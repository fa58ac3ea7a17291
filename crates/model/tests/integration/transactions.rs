use std::cell::RefCell;
use std::rc::Rc;

use pretty_assertions::assert_eq;
use proptest::prelude::*;
use quire_model::{ContainerContext, Design, ModelError, Notification};

use crate::common::{body, design, snapshot, style};

const NAMES: [&str; 4] = ["a", "b", "c", "d"];
const STYLES: [&str; 3] = ["s1", "s2", "s3"];

#[derive(Debug, Clone)]
enum Op {
	Add(usize),
	Width(usize, f64),
	Color(usize, usize),
	Rename(usize, usize),
	Style(usize, usize),
	Drop(usize),
	Move(usize, usize),
}

fn op() -> impl Strategy<Value = Op> {
	prop_oneof![
		(0..NAMES.len()).prop_map(Op::Add),
		(0..8usize, -5.0..50.0f64).prop_map(|(i, w)| Op::Width(i, w)),
		(0..8usize, 0..3usize).prop_map(|(i, c)| Op::Color(i, c)),
		(0..8usize, 0..NAMES.len()).prop_map(|(i, n)| Op::Rename(i, n)),
		(0..8usize, 0..STYLES.len()).prop_map(|(i, s)| Op::Style(i, s)),
		(0..8usize).prop_map(Op::Drop),
		(0..8usize, 0..8usize).prop_map(|(i, j)| Op::Move(i, j)),
	]
}

/// Applies `op` to the body content; ops that target a missing element do
/// nothing.
fn apply(d: &mut Design, op: &Op) -> Result<(), ModelError> {
	let root = d.root();
	let body = ContainerContext::named_slot(d, root, "body")?;
	let items = body.contents(d);
	let len = items.len();
	let pick = |i: usize| (len > 0).then(|| items[i % len]);
	match *op {
		Op::Add(n) => d.create_in(&body, "label", Some(NAMES[n]), None).map(|_| ()),
		Op::Width(i, w) => match pick(i) {
			Some(id) => d.set_property(id, "width", Some(w.into())),
			None => Ok(()),
		},
		Op::Color(i, c) => match pick(i) {
			Some(id) => d.set_property(id, "color", Some(["red", "green", "blue"][c].into())),
			None => Ok(()),
		},
		Op::Rename(i, n) => match pick(i) {
			Some(id) => d.rename(id, Some(NAMES[n])),
			None => Ok(()),
		},
		Op::Style(i, s) => match pick(i) {
			Some(id) => d.set_property(id, "style", Some(STYLES[s].into())),
			None => Ok(()),
		},
		Op::Drop(i) => match pick(i) {
			Some(id) => d.drop_element(id),
			None => Ok(()),
		},
		Op::Move(i, j) if len > 0 => d.move_content(&body, i % len, j % len),
		Op::Move(..) => Ok(()),
	}
}

fn seeded() -> Design {
	let mut d = design();
	style(&mut d, "s1", "navy");
	style(&mut d, "s2", "teal");
	body(&mut d, "label", "a");
	body(&mut d, "label", "b");
	d
}

proptest! {
	#![proptest_config(ProptestConfig::with_cases(64))]

	#[test]
	fn test_batches_commit_whole_or_not_at_all(
		ops in prop::collection::vec(op(), 1..10),
		fail_last in any::<bool>(),
	) {
		let mut d = seeded();
		let before = snapshot(&d);
		let history = d.activity().undo_len();

		let outcome = d.transact("batch", |d| {
			for op in &ops {
				apply(d, op)?;
			}
			if fail_last {
				d.create_element("missing-kind", None)?;
			}
			Ok(())
		});

		if outcome.is_err() {
			prop_assert_eq!(snapshot(&d), before);
			prop_assert_eq!(d.activity().undo_len(), history);
			return Ok(());
		}
		let after = snapshot(&d);
		if d.activity().undo_len() > history {
			d.undo().unwrap();
			prop_assert_eq!(snapshot(&d), before);
			d.redo().unwrap();
			prop_assert_eq!(snapshot(&d), after);
		} else {
			prop_assert_eq!(after, before);
		}
	}

	#[test]
	fn test_undo_all_then_redo_all(ops in prop::collection::vec(op(), 1..12)) {
		let mut d = seeded();
		let mut states = vec![snapshot(&d)];
		let start = d.activity().undo_len();
		for op in &ops {
			let len = d.activity().undo_len();
			if apply(&mut d, op).is_ok() && d.activity().undo_len() > len {
				states.push(snapshot(&d));
			}
		}

		let steps = d.activity().undo_len() - start;
		prop_assert_eq!(steps, states.len() - 1);
		for expected in states.iter().rev().skip(1) {
			prop_assert!(d.undo().unwrap().is_some());
			prop_assert_eq!(&snapshot(&d), expected);
		}
		for expected in states.iter().skip(1) {
			prop_assert!(d.redo().unwrap().is_some());
			prop_assert_eq!(&snapshot(&d), expected);
		}
		prop_assert!(!d.can_redo());
	}
}

#[test]
fn test_listeners_hear_only_committed_changes() {
	let mut d = seeded();
	let events = Rc::new(RefCell::new(Vec::new()));
	let sink = events.clone();
	d.add_listener(move |event: &Notification| sink.borrow_mut().push(event.clone()));
	let root = d.root();
	let target = ContainerContext::named_slot(&d, root, "body")
		.unwrap()
		.get(&d, 0)
		.unwrap();

	let handle = d.start_trans("outer").unwrap();
	d.set_property(target, "width", Some(3.0.into())).unwrap();
	let inner = d.start_trans("inner").unwrap();
	d.set_property(target, "text", Some("hi".into())).unwrap();
	d.commit(inner).unwrap();
	assert!(events.borrow().is_empty());
	d.commit(handle).unwrap();

	let properties: Vec<String> = events
		.borrow()
		.iter()
		.filter_map(|e| match e {
			Notification::PropertyChanged { element, property } if *element == target => Some(property.clone()),
			_ => None,
		})
		.collect();
	assert_eq!(properties, vec!["width".to_string(), "text".to_string()]);
	assert_eq!(d.activity().undo_label(), Some("outer"));

	events.borrow_mut().clear();
	let handle = d.start_trans("discarded").unwrap();
	d.set_property(target, "width", Some(9.0.into())).unwrap();
	d.rollback(handle).unwrap();
	assert!(events.borrow().is_empty());
	assert_eq!(d.resolve_value(target, "width").unwrap(), Some(3.0.into()));
}

#[test]
fn test_undo_rejected_mid_transaction() {
	let mut d = seeded();
	let handle = d.start_trans("open").unwrap();
	assert!(matches!(d.undo(), Err(ModelError::Transaction(_))));
	d.rollback(handle).unwrap();
	assert_eq!(d.undo().unwrap().as_deref(), Some("create element"));
}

+--

* _Task brief_: Could you give the number of lines in the data above that contain the string "items", with no other words?

* _Task solution_: 3